● Data listing
----------

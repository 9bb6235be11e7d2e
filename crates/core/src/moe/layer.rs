//! Merged MoE layer: top-k routing over merged experts plus an always-active
//! shared expert.
//!
//! Tokens are grouped per selected expert, each group runs through its
//! merged expert as one batch, outputs are scaled by the routing weight and
//! scattered back with `index_add` into a zero-initialized buffer. The
//! shared expert processes every token and its output is gated by a learned
//! sigmoid scalar. The scatter-add combination is associative, so per-expert
//! execution order does not affect the result beyond float rounding.

use std::sync::Arc;

use candle_core::{DType, Tensor};
use candle_nn::{Activation, Linear, Module};

use crate::config::{InferenceStage, MoeMergeConfig};
use crate::error::MergeError;
use crate::merge::MergedLayerWeights;
use crate::moe::expert::{
    build_expert_deltas, ExpertForward, MeanWeights, MergedExpert, PruneSettings,
    SharedActivations,
};
use crate::moe::router::{RouterConfig, TopKRouter};
use crate::prune::ChannelScorer;
use crate::source::ExpertWeights;

/// Operating mode for one layer forward call.
#[derive(Clone, Copy)]
pub enum LayerForward<'a> {
    /// Exact computation on every expert.
    Full,
    /// Full path, used while collecting pruning statistics.
    Calibration,
    /// Probe-directed channel pruning inside each expert.
    Pruned(&'a dyn ChannelScorer),
    /// Compute backbone gate/up products once and reuse them across experts.
    SharedReuse,
}

/// The plain SwiGLU expert that processes every token.
#[derive(Debug)]
struct SharedExpert {
    gate_proj: Linear,
    up_proj: Linear,
    down_proj: Linear,
    act: Activation,
}

impl SharedExpert {
    fn new(weights: &ExpertWeights, act: Activation) -> Self {
        Self {
            gate_proj: Linear::new(weights.gate.clone(), None),
            up_proj: Linear::new(weights.up.clone(), None),
            down_proj: Linear::new(weights.down.clone(), None),
            act,
        }
    }

    fn forward(&self, xs: &Tensor) -> candle_core::Result<Tensor> {
        let gate = self.gate_proj.forward(xs)?.apply(&self.act)?;
        let up = self.up_proj.forward(xs)?;
        self.down_proj.forward(&gate.mul(&up)?)
    }
}

/// MoE layer over merged experts.
pub struct MergedMoELayer {
    router: TopKRouter,
    experts: Vec<MergedExpert>,
    shared_expert: SharedExpert,
    shared_expert_gate: Linear,
    config: MoeMergeConfig,
}

impl MergedMoELayer {
    /// Build the layer from a completed merge bundle. The bundle is consumed
    /// whole; there is no way to observe a partially merged layer.
    pub fn new(
        config: MoeMergeConfig,
        layer_idx: usize,
        weights: MergedLayerWeights,
    ) -> Result<Self, MergeError> {
        config.validate()?;

        let router = TopKRouter::new(
            weights.router,
            RouterConfig {
                hidden_size: config.hidden_size,
                num_experts: config.num_experts,
                top_k: config.top_k,
                renormalize: config.norm_topk_prob,
            },
        )?;

        let mean = Arc::new(MeanWeights::new(&weights.mean));
        let deltas = build_expert_deltas(weights.deltas.as_ref(), config.num_experts)?;

        let prune = PruneSettings {
            prune_ratio: config.prune_ratio,
            probe_ratio: config.gate_probe_ratio,
            skip: config.skip_layers.contains(&layer_idx),
        };

        let experts = deltas
            .into_iter()
            .map(|d| MergedExpert::new(Arc::clone(&mean), d, config.hidden_act, prune.clone()))
            .collect();

        let shared_expert = SharedExpert::new(&weights.shared_expert, config.hidden_act);
        let shared_expert_gate = Linear::new(weights.shared_expert_gate, None);

        Ok(Self {
            router,
            experts,
            shared_expert,
            shared_expert_gate,
            config,
        })
    }

    /// The mode implied by the configured inference stage.
    pub fn stage_mode(&self) -> LayerForward<'static> {
        match self.config.stage {
            InferenceStage::Calibration => LayerForward::Calibration,
            InferenceStage::Test => LayerForward::Full,
        }
    }

    pub fn num_experts(&self) -> usize {
        self.experts.len()
    }

    pub fn top_k(&self) -> usize {
        self.router.top_k()
    }

    /// Forward pass.
    ///
    /// # Arguments
    /// * `hidden_states` - `[num_tokens, hidden]` or `[batch, seq, hidden]`
    ///
    /// # Returns
    /// * hidden states with the same shape as the input
    /// * router logits `[num_tokens, num_experts]`
    pub fn forward(
        &self,
        hidden_states: &Tensor,
        mode: LayerForward<'_>,
    ) -> Result<(Tensor, Tensor), MergeError> {
        let orig_shape = hidden_states.dims().to_vec();
        let hidden_size = *orig_shape.last().ok_or_else(|| {
            MergeError::InvalidConfig("input tensor must have at least 1 dimension".to_string())
        })?;
        let num_tokens: usize = orig_shape.iter().take(orig_shape.len() - 1).product();
        let flat_hidden = hidden_states.reshape((num_tokens, hidden_size))?;

        let (routing_weights, expert_indices, router_logits) = self.router.route(&flat_hidden)?;

        let device = hidden_states.device();
        let dtype = hidden_states.dtype();
        let mut output = Tensor::zeros((num_tokens, hidden_size), dtype, device)?;

        // Backbone products for shared-inference reuse, computed once for the
        // whole token batch.
        let shared_acts = match mode {
            LayerForward::SharedReuse => Some(self.precompute_shared(&flat_hidden)?),
            _ => None,
        };

        // Group tokens by expert assignment.
        let expert_indices_vec: Vec<u32> = expert_indices.flatten_all()?.to_vec1()?;
        let routing_weights_vec: Vec<f32> = routing_weights
            .flatten_all()?
            .to_dtype(DType::F32)?
            .to_vec1()?;

        let mut expert_tokens: Vec<Vec<(usize, f32)>> =
            vec![Vec::new(); self.config.num_experts];
        for token_idx in 0..num_tokens {
            for k in 0..self.config.top_k {
                let flat_idx = token_idx * self.config.top_k + k;
                let expert_id = expert_indices_vec[flat_idx] as usize;
                if expert_id < self.config.num_experts {
                    expert_tokens[expert_id].push((token_idx, routing_weights_vec[flat_idx]));
                }
            }
        }

        // Each expert's tokens run as one batch; scatter-add is associative,
        // so the per-expert order is irrelevant.
        for (expert_id, tokens) in expert_tokens.iter().enumerate() {
            if tokens.is_empty() {
                continue;
            }

            let expert = &self.experts[expert_id];
            let batch_size = tokens.len();

            let indices: Vec<u32> = tokens.iter().map(|(idx, _)| *idx as u32).collect();
            let index_tensor = Tensor::from_vec(indices, batch_size, device)?;
            let batch_input = flat_hidden.index_select(&index_tensor, 0)?;

            let expert_output = match (&mode, &shared_acts) {
                (LayerForward::SharedReuse, Some(acts)) => {
                    let gathered = SharedActivations {
                        gate: acts.gate.index_select(&index_tensor, 0)?,
                        up: acts.up.index_select(&index_tensor, 0)?,
                        gate_v: match &acts.gate_v {
                            Some(t) => Some(t.index_select(&index_tensor, 0)?),
                            None => None,
                        },
                        up_v: match &acts.up_v {
                            Some(t) => Some(t.index_select(&index_tensor, 0)?),
                            None => None,
                        },
                    };
                    expert.forward(&batch_input, ExpertForward::SharedReuse(&gathered))?
                }
                (LayerForward::Pruned(scorer), _) => {
                    expert.forward(&batch_input, ExpertForward::Pruned(*scorer))?
                }
                (LayerForward::Calibration, _) => {
                    expert.forward(&batch_input, ExpertForward::Calibration)?
                }
                _ => expert.forward(&batch_input, ExpertForward::Full)?,
            };

            let weights_vec: Vec<f32> = tokens.iter().map(|(_, w)| *w).collect();
            let weights_tensor =
                Tensor::from_vec(weights_vec, batch_size, device)?.to_dtype(dtype)?;
            let weighted_output =
                expert_output.broadcast_mul(&weights_tensor.reshape((batch_size, 1))?)?;

            output = output.index_add(&index_tensor, &weighted_output, 0)?;
        }

        // Always-active shared expert, sigmoid-gated.
        let shared_output = self.shared_expert.forward(&flat_hidden)?;
        let gate_weight =
            candle_nn::ops::sigmoid(&self.shared_expert_gate.forward(&flat_hidden)?)?;
        let shared_output = shared_output.broadcast_mul(&gate_weight)?;
        output = output.add(&shared_output)?;

        Ok((output.reshape(orig_shape)?, router_logits))
    }

    /// Mean gate/up products (and shared `V·x` products) for the whole batch.
    fn precompute_shared(&self, flat_hidden: &Tensor) -> Result<SharedActivations, MergeError> {
        // Every expert holds the same Arc'd backbone; borrow it through the
        // first one.
        let expert = &self.experts[0];
        let mean = expert.mean_weights();
        let gate = mean.gate.forward(flat_hidden)?;
        let up = mean.up.forward(flat_hidden)?;

        let (gate_v, up_v) = if expert.deltas().has_shared_v() {
            (
                expert.shared_gate_v(flat_hidden)?,
                expert.shared_up_v(flat_hidden)?,
            )
        } else {
            (None, None)
        };

        Ok(SharedActivations {
            gate,
            up,
            gate_v,
            up_v,
        })
    }
}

----------

● Prompt
Only the lines containing the string "ExpertForward" are needed; pull them out of the records.

● Solution to the problem
    build_expert_deltas, ExpertForward, MeanWeights, MergedExpert, PruneSettings,
                    expert.forward(&batch_input, ExpertForward::SharedReuse(&gathered))?
                    expert.forward(&batch_input, ExpertForward::Pruned(*scorer))?
                    expert.forward(&batch_input, ExpertForward::Calibration)?
                _ => expert.forward(&batch_input, ExpertForward::Full)?,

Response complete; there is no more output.